La communauté du génie structural reconnaît largement les composites en polymère renforcé de fibres de carbone (PRFC) collés extérieurement comme une méthode polyvalente pour le renforcement en flexion des poutres en béton armé. L'efficacité de cette technique dépend du transfert fiable des forces entre le PRFC et le substrat en béton. Comprendre les mécanismes fondamentaux de transfert de charge — en particulier les rôles des contraintes de cisaillement et normales à l'interface — est essentiel pour une conception sûre et efficace. Cet article explore ces mécanismes de transfert de contraintes, en mettant en évidence les principes clés des directives de conception établies comme l'ACI 440.2R et la série de bulletins fib, sans approuver de système propriétaire.

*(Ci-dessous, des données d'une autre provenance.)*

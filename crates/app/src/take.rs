use std::sync::Arc;
use std::time::Duration;

use services::{
    Clock, Direction, HttpQuestionSource, HttpSubmitter, SessionPhase, TickOutcome,
    TestSessionLoop,
};
use tokio::io::{AsyncBufReadExt, BufReader};
use tokio::time::MissedTickBehavior;
use tracing::{info, warn};
use ui::{TestSessionVm, ViewError};
use vocab_core::model::SessionConfig;

use crate::TakeArgs;
use crate::terminal::TerminalSurface;

/// One line of terminal input.
#[derive(Debug, Clone, PartialEq, Eq)]
pub enum Input {
    Start,
    Next,
    Previous,
    Finish,
    Download,
    Reload,
    Time,
    Quit,
    Unknown(String),
    Sentence(String),
}

impl Input {
    pub fn parse(line: &str) -> Self {
        let trimmed = line.trim();
        let Some(command) = trimmed.strip_prefix(':') else {
            return Self::Sentence(line.trim_end_matches(['\r', '\n']).to_string());
        };
        match command.trim().to_ascii_lowercase().as_str() {
            "start" => Self::Start,
            "next" | "n" => Self::Next,
            "prev" | "p" => Self::Previous,
            "finish" | "submit" => Self::Finish,
            "download" => Self::Download,
            "reload" => Self::Reload,
            "time" => Self::Time,
            "quit" | "q" => Self::Quit,
            _ => Self::Unknown(trimmed.to_string()),
        }
    }
}

fn session_config(args: &TakeArgs) -> SessionConfig {
    let config = SessionConfig::for_kind(args.kind);
    match args.timer_secs {
        Some(secs) => config.with_timer(Some(secs)),
        None => config,
    }
}

fn report(result: Result<(), ViewError>) {
    match result {
        Ok(()) => {}
        Err(ViewError::EmptyResultSet | ViewError::LoadFailure) => {}
        Err(err) => eprintln!("{}", err.message()),
    }
}

/// Runs one test session against stdin and stdout.
///
/// # Errors
///
/// Returns I/O errors from the terminal.
pub async fn run(args: TakeArgs) -> Result<(), Box<dyn std::error::Error>> {
    let clock = Clock::default_clock();
    let runner = TestSessionLoop::new(
        clock,
        Arc::new(HttpQuestionSource::new(args.api.clone())),
        Arc::new(HttpSubmitter::new(args.api.clone())),
    );
    let config = session_config(&args);
    info!(kind = %config.kind(), base_url = %args.api.base_url, "starting test");

    let mut vm = TestSessionVm::new(runner, config, TerminalSurface::new());
    let mut stdout = std::io::stdout();
    vm.surface_mut().draw(&mut stdout)?;
    report(vm.load().await);
    vm.surface_mut().draw(&mut stdout)?;

    let mut lines = BufReader::new(tokio::io::stdin()).lines();
    let mut ticker = tokio::time::interval(Duration::from_secs(1));
    ticker.set_missed_tick_behavior(MissedTickBehavior::Delay);

    loop {
        tokio::select! {
            line = lines.next_line() => {
                let Some(line) = line? else { break };
                if !handle_line(&mut vm, &args, &mut ticker, &line).await? {
                    break;
                }
            }
            _ = ticker.tick(), if vm.session().timer_running() => {
                match vm.tick().await {
                    Ok(TickOutcome::Expired) => println!("Time is up. Submitting your test."),
                    Ok(_) => {}
                    Err(err) => eprintln!("{}", err.message()),
                }
            }
        }
        vm.surface_mut().draw(&mut stdout)?;
    }

    if vm.session().phase() == &SessionPhase::InProgress {
        warn!("leaving with an unsubmitted test");
    }
    Ok(())
}

/// Applies one line. Returns `false` when the user quits.
async fn handle_line(
    vm: &mut TestSessionVm<TerminalSurface>,
    args: &TakeArgs,
    ticker: &mut tokio::time::Interval,
    line: &str,
) -> Result<bool, Box<dyn std::error::Error>> {
    match Input::parse(line) {
        Input::Quit => return Ok(false),
        Input::Start => {
            report(vm.start());
            ticker.reset();
        }
        Input::Next => report(vm.advance(Direction::Next).map(|_| ())),
        Input::Previous => report(vm.advance(Direction::Previous).map(|_| ())),
        Input::Finish => {
            if vm.session().phase() == &SessionPhase::InProgress && !vm.session().is_last() {
                println!("Finish is available on the last question.");
            } else {
                report(vm.finish().await);
            }
        }
        Input::Download => match vm.download() {
            Ok(artifact) => {
                let path = artifact.write_to(&args.out_dir)?;
                println!("Results saved to {}", path.display());
            }
            Err(err) => eprintln!("{}", err.message()),
        },
        Input::Reload => report(vm.reload().await),
        Input::Time => match vm.surface().timer_text() {
            Some(remaining) => println!("Time left: {remaining}"),
            None => println!("This test is not timed."),
        },
        Input::Unknown(command) => eprintln!("unknown command: {command}"),
        Input::Sentence(text) => {
            if vm.session().phase() == &SessionPhase::InProgress {
                vm.surface_mut().type_line(&text);
                // Enter commits the line even when autosave is off.
                if !vm.on_input() {
                    vm.save_current_response();
                }
            } else {
                eprintln!("{}", ViewError::NotAllowed.message());
            }
        }
    }
    Ok(true)
}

Fondamentaux du renforcement en flexion avec PRFC
Lorsqu'une poutre en béton est renforcée en flexion avec du PRFC collé extérieurement, le composite agit comme un renforcement de traction supplémentaire. Sous charge croissante, le béton dans la zone de traction se fissure, et les efforts de traction sont supportés par l'armature en acier interne et le PRFC externe. Pour que le PRFC contribue efficacement, des contraintes de cisaillement longitudinales doivent se développer le long de l'interface collée pour transférer la force du béton au composite. Ces contraintes de cisaillement varient le long du laminé et sont les plus élevées près des extrémités et aux emplacements des fissures de flexion. La distribution de la contrainte de cisaillement est régie par la rigidité du PRFC, les propriétés de liaison de l'adhésif et la rigidité locale du substrat en béton.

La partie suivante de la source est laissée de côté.